Couple therapist: With this mistake parents destroy their sex life
Many parents complain about having too little sex after the birth of a child
According to couple therapist Stefan Woinoff, most parents eventually make the same mistake: they no longer call themselves by their first name
At the top of the video you can see the secrets of a happy relationship
Even if young parents are looking forward to their offspring, many of them are secretly afraid that their sex life will suffer from the offspring.
The couple therapist and relationship expert Stefan Woinoff knows that this fear is not unfounded. But he says: That does not have to be.
► In his opinion, the relationships of couples with children fail for one reason in particular: Couples begin to consider themselves as parents and no longer as lovers.
Against this background, Woinoff above all warns against a habit:
“I recommend to all parents not to call each other ‘mom’ or ‘daddy’, but the right name. This is the relationship trap number one, “warns the couple therapist.
“Parents organize too much brimstone”
For once couples start not to call themselves by their first names, they fall more and more into the role of parents according to Woinoff. Where this can lead, he regularly experiences in his practice.
“Several years ago, I had conversations with a couple in their mid-forties who had sex the last time they conceived their daughter,” says the couple therapist.
“Upon request, I learned that this daughter was already twelve years old.”
Another cause that causes parents to alienate, according to Woinoff, is that they pay too much attention to their child.

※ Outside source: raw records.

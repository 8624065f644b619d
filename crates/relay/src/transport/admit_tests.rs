// SPDX-License-Identifier: BUSL-1.1
// Copyright (c) 2026 Alfred Jean LLC

use super::*;
use std::net::Ipv4Addr;

use clap::Parser;
use tokio_util::sync::CancellationToken;

use crate::config::RelayConfig;

fn state_with(config: RelayConfig) -> Arc<RelayState> {
    Arc::new(RelayState::new(config, CancellationToken::new()))
}

fn default_state() -> Arc<RelayState> {
    state_with(RelayConfig::parse_from(["tfclaw-relay"]))
}

fn query(role: Option<&str>, token: Option<&str>) -> AdmitQuery {
    AdmitQuery { role: role.map(str::to_owned), token: token.map(str::to_owned) }
}

fn ip() -> IpAddr {
    IpAddr::V4(Ipv4Addr::new(192, 0, 2, 1))
}

#[tokio::test]
async fn valid_client_admitted() -> anyhow::Result<()> {
    let state = default_state();
    let q = query(Some("client"), Some("tkn-abcdefghij"));
    let (role, token) = admit(&state, ip(), &q, &HeaderMap::new())
        .await
        .map_err(|e| anyhow::anyhow!("{e}"))?;
    assert_eq!(role, Role::Client);
    assert_eq!(token, "tkn-abcdefghij");
    Ok(())
}

#[tokio::test]
async fn missing_role_is_unauthorized() {
    let state = default_state();
    let q = query(None, Some("tkn-abcdefghij"));
    assert_eq!(
        admit(&state, ip(), &q, &HeaderMap::new()).await,
        Err(AdmissionError::Unauthorized)
    );
}

#[tokio::test]
async fn bogus_role_is_unauthorized() {
    let state = default_state();
    let q = query(Some("admin"), Some("tkn-abcdefghij"));
    assert_eq!(
        admit(&state, ip(), &q, &HeaderMap::new()).await,
        Err(AdmissionError::Unauthorized)
    );
}

#[tokio::test]
async fn short_token_is_unauthorized() {
    let state = default_state();
    let q = query(Some("client"), Some("short"));
    assert_eq!(
        admit(&state, ip(), &q, &HeaderMap::new()).await,
        Err(AdmissionError::Unauthorized)
    );
}

#[tokio::test]
async fn token_accepted_from_header() -> anyhow::Result<()> {
    let state = default_state();
    let q = query(Some("agent"), None);
    let mut headers = HeaderMap::new();
    headers.insert("x-auth-token", "tkn-abcdefghij".parse()?);
    let (role, token) =
        admit(&state, ip(), &q, &headers).await.map_err(|e| anyhow::anyhow!("{e}"))?;
    assert_eq!(role, Role::Agent);
    assert_eq!(token, "tkn-abcdefghij");
    Ok(())
}

#[tokio::test]
async fn upgrade_window_returns_429_after_limit() {
    let mut config = RelayConfig::parse_from(["tfclaw-relay"]);
    config.max_upgrades_per_window_per_ip = 2;
    let state = state_with(config);
    let q = query(Some("client"), Some("tkn-abcdefghij"));

    assert!(admit(&state, ip(), &q, &HeaderMap::new()).await.is_ok());
    assert!(admit(&state, ip(), &q, &HeaderMap::new()).await.is_ok());
    assert_eq!(
        admit(&state, ip(), &q, &HeaderMap::new()).await,
        Err(AdmissionError::RateLimited)
    );
}

#[tokio::test]
async fn session_cap_refuses_new_tokens_only() {
    let mut config = RelayConfig::parse_from(["tfclaw-relay"]);
    config.max_sessions = 1;
    let state = state_with(config);
    state.get_or_create_session("tkn-abcdefghij").await;

    // Existing session's token still admits.
    let q = query(Some("client"), Some("tkn-abcdefghij"));
    assert!(admit(&state, ip(), &q, &HeaderMap::new()).await.is_ok());

    // A token that would create a second session is refused.
    let q2 = query(Some("client"), Some("tkn-0123456789"));
    assert_eq!(
        admit(&state, ip(), &q2, &HeaderMap::new()).await,
        Err(AdmissionError::OverCapacity)
    );
}

#[tokio::test]
async fn origin_allowlist_enforced_for_browser_clients() -> anyhow::Result<()> {
    let mut config = RelayConfig::parse_from(["tfclaw-relay"]);
    config.allowed_origins = Some("https://app.example".to_owned());
    let state = state_with(config);
    let q = query(Some("client"), Some("tkn-abcdefghij"));

    let mut bad = HeaderMap::new();
    bad.insert(header::ORIGIN, "https://evil.example".parse()?);
    assert_eq!(
        admit(&state, ip(), &q, &bad).await,
        Err(AdmissionError::ForbiddenOrigin)
    );

    let mut good = HeaderMap::new();
    good.insert(header::ORIGIN, "https://app.example".parse()?);
    assert!(admit(&state, ip(), &q, &good).await.is_ok());

    // No Origin header (non-browser peers) passes.
    assert!(admit(&state, ip(), &q, &HeaderMap::new()).await.is_ok());
    Ok(())
}

#[tokio::test]
async fn connection_caps_return_over_capacity() {
    let mut config = RelayConfig::parse_from(["tfclaw-relay"]);
    config.max_connections = 0;
    let state = state_with(config);
    let q = query(Some("client"), Some("tkn-abcdefghij"));
    assert_eq!(
        admit(&state, ip(), &q, &HeaderMap::new()).await,
        Err(AdmissionError::OverCapacity)
    );
}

“I think that it is just the young parents with the Brimborium to the child something exaggerated,” says the expert. “In the past, kids just ran along. Now a huge effort is being made around them. “
“Marriage is always a compromise”
The same is true according to Woinoff for sex. Normal sex is no longer enough for many couples.
► “Either, it is made a special event, or sex does not take place,” says the couple therapist.
The conclusion of the couple therapist, which he drew from his work sounds sobering:
“The egg-laying Wollmilchsau, the everlasting, erotically exciting and one hundred percent love, you never get.”
However, through his advice that parents should also consider themselves lovers, couples could make the most of their relationship.